Spannend zum Beispiel: Im Bündnerland ist die erste Schweizer Zucht von atlantischem Lachs, dem hierzulande am meisten konsumierten Fisch notabene, in Planung. Und in der Zentralschweiz haben sich in der künftigen Genossenschaft «Regiofisch Luzern» Bauern zusammengeschlossen, die in leer stehenden Ökonomiegebäuden auf Bauernhöfen in der Region Luzern Zander in geschlossenen Kreislaufanlagen produzieren wollen.

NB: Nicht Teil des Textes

//! # Database Pool Management
//!
//! Connection pool creation and configuration for SQLite.
//!
//! ## Architecture
//! ```text
//! ┌─────────────────────────────────────────────────────────────────────────┐
//! │                      Database Connection Pool                           │
//! │                                                                         │
//! │  App Startup                                                           │
//! │       │                                                                 │
//! │       ▼                                                                 │
//! │  DbConfig::from_env() / DbConfig::new(path)                            │
//! │       │                                                                 │
//! │       ▼                                                                 │
//! │  Database::new(config).await ← Create pool + run migrations            │
//! │       │                                                                 │
//! │       ├──► db.catalog()   materials, products, variants, components    │
//! │       ├──► db.checkout()  record sales                                 │
//! │       └──► db.reports()   statistics, sale history                     │
//! │                                                                         │
//! │  Each service call = one transaction wrapped in operation_timeout      │
//! └─────────────────────────────────────────────────────────────────────────┘
//! ```
//!
//! ## WAL Mode
//! SQLite WAL (Write-Ahead Logging) mode is enabled so readers (dashboard)
//! don't block the writer (sale being recorded).

use sqlx::sqlite::{SqliteConnectOptions, SqliteJournalMode, SqlitePoolOptions, SqliteSynchronous};
use sqlx::SqlitePool;
use std::path::PathBuf;
use std::str::FromStr;
use std::time::Duration;
use tracing::{debug, info};

use crate::error::{ConfigError, DbError, DbResult};
use crate::migrations;
use crate::service::{CatalogService, ReportService, SaleRecorder};

// =============================================================================
// Configuration
// =============================================================================

/// Environment variable holding the database file path.
pub const ENV_DB_PATH: &str = "KIOSKO_DB_PATH";

/// Environment variable holding the pool size.
pub const ENV_DB_MAX_CONNECTIONS: &str = "KIOSKO_DB_MAX_CONNECTIONS";

/// Environment variable holding the per-operation timeout in milliseconds.
pub const ENV_OP_TIMEOUT_MS: &str = "KIOSKO_OP_TIMEOUT_MS";

/// Default database file when `KIOSKO_DB_PATH` is unset.
pub const DEFAULT_DB_PATH: &str = "./kiosko.db";

/// Database configuration.
///
/// ## Example
/// ```rust,ignore
/// let config = DbConfig::new("/path/to/kiosko.db")
///     .max_connections(5)
///     .operation_timeout(Duration::from_secs(2));
/// ```
#[derive(Debug, Clone)]
pub struct DbConfig {
    /// Path to the SQLite database file.
    pub database_path: PathBuf,

    /// Maximum number of connections in the pool.
    /// Default: 5
    pub max_connections: u32,

    /// Minimum number of connections to keep alive.
    /// Default: 1
    pub min_connections: u32,

    /// Connection acquire timeout.
    /// Default: 30 seconds
    pub connect_timeout: Duration,

    /// Idle timeout before closing a connection.
    /// Default: 10 minutes
    pub idle_timeout: Duration,

    /// Upper bound for one logical operation (one transaction).
    /// Default: 5 seconds
    pub operation_timeout: Duration,

    /// Whether to run migrations on connect.
    /// Default: true
    pub run_migrations: bool,

    in_memory: bool,
}

impl DbConfig {
    /// Creates a new database configuration with the given path.
    ///
    /// ## Arguments
    /// * `path` - Path to the SQLite database file. Will be created if it doesn't exist.
    pub fn new(path: impl Into<PathBuf>) -> Self {
        DbConfig {
            database_path: path.into(),
            max_connections: 5,
            min_connections: 1,
            connect_timeout: Duration::from_secs(30),
            idle_timeout: Duration::from_secs(600),
            operation_timeout: Duration::from_millis(5000),
            run_migrations: true,
            in_memory: false,
        }
    }

    /// Reads the configuration from the process environment.
    ///
    /// ## Variables
    /// ```text
    /// KIOSKO_DB_PATH             database file       ./kiosko.db
    /// KIOSKO_DB_MAX_CONNECTIONS  pool size           5
    /// KIOSKO_OP_TIMEOUT_MS       operation timeout   5000
    /// ```
    pub fn from_env() -> Result<Self, ConfigError> {
        Self::from_lookup(|key| std::env::var(key).ok())
    }

    /// Same as [`DbConfig::from_env`] with an arbitrary variable source.
    pub fn from_lookup<F>(lookup: F) -> Result<Self, ConfigError>
    where
        F: Fn(&str) -> Option<String>,
    {
        let path = lookup(ENV_DB_PATH)
            .filter(|p| !p.trim().is_empty())
            .unwrap_or_else(|| DEFAULT_DB_PATH.to_string());
        let mut config = DbConfig::new(path);

        if let Some(raw) = lookup(ENV_DB_MAX_CONNECTIONS) {
            let max = raw
                .trim()
                .parse::<u32>()
                .ok()
                .filter(|n| *n > 0)
                .ok_or_else(|| ConfigError::InvalidValue(ENV_DB_MAX_CONNECTIONS.to_string()))?;
            config.max_connections = max;
            config.min_connections = config.min_connections.min(max);
        }

        if let Some(raw) = lookup(ENV_OP_TIMEOUT_MS) {
            let ms = raw
                .trim()
                .parse::<u64>()
                .ok()
                .filter(|n| *n > 0)
                .ok_or_else(|| ConfigError::InvalidValue(ENV_OP_TIMEOUT_MS.to_string()))?;
            config.operation_timeout = Duration::from_millis(ms);
        }

        Ok(config)
    }

    /// Sets the maximum number of connections.
    pub fn max_connections(mut self, max: u32) -> Self {
        self.max_connections = max;
        self
    }

    /// Sets the minimum number of connections.
    pub fn min_connections(mut self, min: u32) -> Self {
        self.min_connections = min;
        self
    }

    /// Sets the connection timeout.
    pub fn connect_timeout(mut self, timeout: Duration) -> Self {
        self.connect_timeout = timeout;
        self
    }

    /// Sets the per-operation timeout.
    pub fn operation_timeout(mut self, timeout: Duration) -> Self {
        self.operation_timeout = timeout;
        self
    }

    /// Sets whether to run migrations on connect.
    pub fn run_migrations(mut self, run: bool) -> Self {
        self.run_migrations = run;
        self
    }

    /// Creates an in-memory database configuration (for testing).
    ///
    /// Every `Database` built from it is a fresh, isolated database.
    pub fn in_memory() -> Self {
        DbConfig {
            database_path: PathBuf::from(":memory:"),
            max_connections: 1, // In-memory requires single connection
            min_connections: 1,
            connect_timeout: Duration::from_secs(5),
            idle_timeout: Duration::from_secs(60),
            operation_timeout: Duration::from_millis(5000),
            run_migrations: true,
            in_memory: true,
        }
    }
}

// =============================================================================
// Database
// =============================================================================

/// Database handle. Cheap to clone; hands out the services.
///
/// ## Usage
/// ```rust,ignore
/// let db = Database::new(DbConfig::from_env()?).await?;
///
/// let tela = db.catalog().upsert_material(draft).await?;
/// let sale = db.checkout().record_pending(&mut pending).await?;
/// let stats = db.reports().get_statistics(DateRange::all(), 5).await?;
/// ```
#[derive(Debug, Clone)]
pub struct Database {
    /// The SQLite connection pool.
    pool: SqlitePool,

    operation_timeout: Duration,
}

impl Database {
    /// Creates a new database connection pool.
    ///
    /// ## What This Does
    /// 1. Creates the database file if it doesn't exist
    /// 2. Configures SQLite: WAL, NORMAL synchronous, foreign keys ON
    /// 3. Creates the connection pool
    /// 4. Runs migrations (if enabled)
    pub async fn new(config: DbConfig) -> DbResult<Self> {
        info!(
            path = %config.database_path.display(),
            "Initializing database connection"
        );

        let base_options = if config.in_memory {
            SqliteConnectOptions::from_str("sqlite::memory:")
                .map_err(|e| DbError::ConnectionFailed(e.to_string()))?
        } else {
            SqliteConnectOptions::new()
                .filename(&config.database_path)
                .journal_mode(SqliteJournalMode::Wal)
                .create_if_missing(true)
        };

        let connect_options = base_options
            .synchronous(SqliteSynchronous::Normal)
            // SQLite has foreign keys disabled by default
            .foreign_keys(true);

        debug!("Connection options configured");

        let mut pool_options = SqlitePoolOptions::new()
            .max_connections(config.max_connections)
            .min_connections(config.min_connections)
            .acquire_timeout(config.connect_timeout);

        // Closing the only connection would drop an in-memory database
        pool_options = if config.in_memory {
            pool_options.idle_timeout(None).max_lifetime(None)
        } else {
            pool_options.idle_timeout(Some(config.idle_timeout))
        };

        let pool = pool_options
            .connect_with(connect_options)
            .await
            .map_err(|e| DbError::ConnectionFailed(e.to_string()))?;

        info!(
            max_connections = config.max_connections,
            operation_timeout_ms = config.operation_timeout.as_millis() as u64,
            "Database pool created"
        );

        let db = Database {
            pool,
            operation_timeout: config.operation_timeout,
        };

        if config.run_migrations {
            db.run_migrations().await?;
        }

        Ok(db)
    }

    /// Runs database migrations. Idempotent.
    pub async fn run_migrations(&self) -> DbResult<()> {
        info!("Running database migrations");
        migrations::run_migrations(&self.pool).await?;
        info!("Migrations complete");
        Ok(())
    }

    /// Returns a reference to the connection pool.
    pub fn pool(&self) -> &SqlitePool {
        &self.pool
    }

    /// Materials, products, variants, components and scan resolution.
    pub fn catalog(&self) -> CatalogService {
        CatalogService::new(self.pool.clone(), self.operation_timeout)
    }

    /// Records sales.
    pub fn checkout(&self) -> SaleRecorder {
        SaleRecorder::new(self.pool.clone(), self.operation_timeout)
    }

    /// Statistics and sale history.
    pub fn reports(&self) -> ReportService {
        ReportService::new(self.pool.clone(), self.operation_timeout)
    }

    /// Closes the database connection pool.
    pub async fn close(&self) {
        info!("Closing database connection pool");
        self.pool.close().await;
    }

    /// Checks if the database is healthy (can execute queries).
    pub async fn health_check(&self) -> bool {
        sqlx::query("SELECT 1").execute(&self.pool).await.is_ok()
    }
}

// =============================================================================
// Unit Tests
// =============================================================================
//! # Report Service
//!
//! Read-only views over recorded sales. Statistics always come back in the
//! single [`Statistics`] shape, whatever the range.

use std::time::Duration;

use kiosko_core::statistics::aggregate;
use kiosko_core::{DateRange, Sale, Statistics};
use sqlx::SqlitePool;
use tracing::debug;

use crate::error::{StoreError, StoreResult};
use crate::repository::sale;
use crate::service::with_timeout;

/// Statistics and sale history. Obtain with [`crate::Database::reports`].
#[derive(Debug, Clone)]
pub struct ReportService {
    pool: SqlitePool,
    timeout: Duration,
}

impl ReportService {
    pub fn new(pool: SqlitePool, timeout: Duration) -> Self {
        Self { pool, timeout }
    }

    /// Dashboard figures for the sales in `range`.
    pub async fn get_statistics(&self, range: DateRange, top_n: usize) -> StoreResult<Statistics> {
        with_timeout(self.timeout, "get_statistics", async {
            let mut conn = self.pool.acquire().await?;
            let sales = sale::list(&mut conn, range).await?;

            let stats = aggregate(&sales, top_n);
            debug!(
                total_sales = stats.total_sales,
                total_profit_cents = stats.total_profit_cents,
                "Statistics computed"
            );
            Ok(stats)
        })
        .await
    }

    /// Sales in `range`, newest first, with their lines.
    pub async fn list_sales(&self, range: DateRange) -> StoreResult<Vec<Sale>> {
        with_timeout(self.timeout, "list_sales", async {
            let mut conn = self.pool.acquire().await?;
            Ok(sale::list(&mut conn, range).await?)
        })
        .await
    }

    pub async fn get_sale(&self, id: &str) -> StoreResult<Sale> {
        with_timeout(self.timeout, "get_sale", async {
            let mut conn = self.pool.acquire().await?;
            sale::get(&mut conn, id)
                .await?
                .ok_or_else(|| StoreError::not_found("Sale", id))
        })
        .await
    }
}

Weitere Fischarten sind derzeit in Abklärung. Noch stecken diese Projekte in den Kinderschuhen. Sie zeugen aber, wie van Grondel sagt, vom Erfindergeist, der die Schweizer Fischerei beflügelt. «Es gibt innovative Menschen, die sich die Frage stellen, was wir künftig essen – und entsprechende Projekte lancieren.» Das haben auch sechs junge Herren im Solothurnischen getan: Sie bauen aktuell die erste Shrimpszucht der Schweiz auf und gehen damit gerade in die Pilotphase (siehe Seite 102). Von ersten Erfahrungen profitiert man indes bereits bei der Firma «OceanSwiss Alpine Seafood AG». Im deutschen Völklingen war im Januar letzten Jahres eine Aquafarm-Produktion in Betrieb genommen worden, aus der vor Ostern nun die ersten Fische verkauft wurden. «Die Qualität ist hervorragend», sagt Verwaltungsrat Peter Zeller. Beim Betrieb in Deutschland handelt es sich quasi um ein Pilotprojekt für die geplante Produktion in Buttisholz im Kanton Luzern. Dort sollen im Jahr 2016 Edelfische wie Wolfsbarsch, Dorade und Kingfisch «nachhaltig, umweltfreundlich und wirtschaftlich erfolgreich» gezüchtet werden. «OceanSwiss» ist als grösster Aquafarm-Betrieb der Schweiz konzipiert: Rund 1500 Tonnen pro Jahr will man hier dereinst produzieren.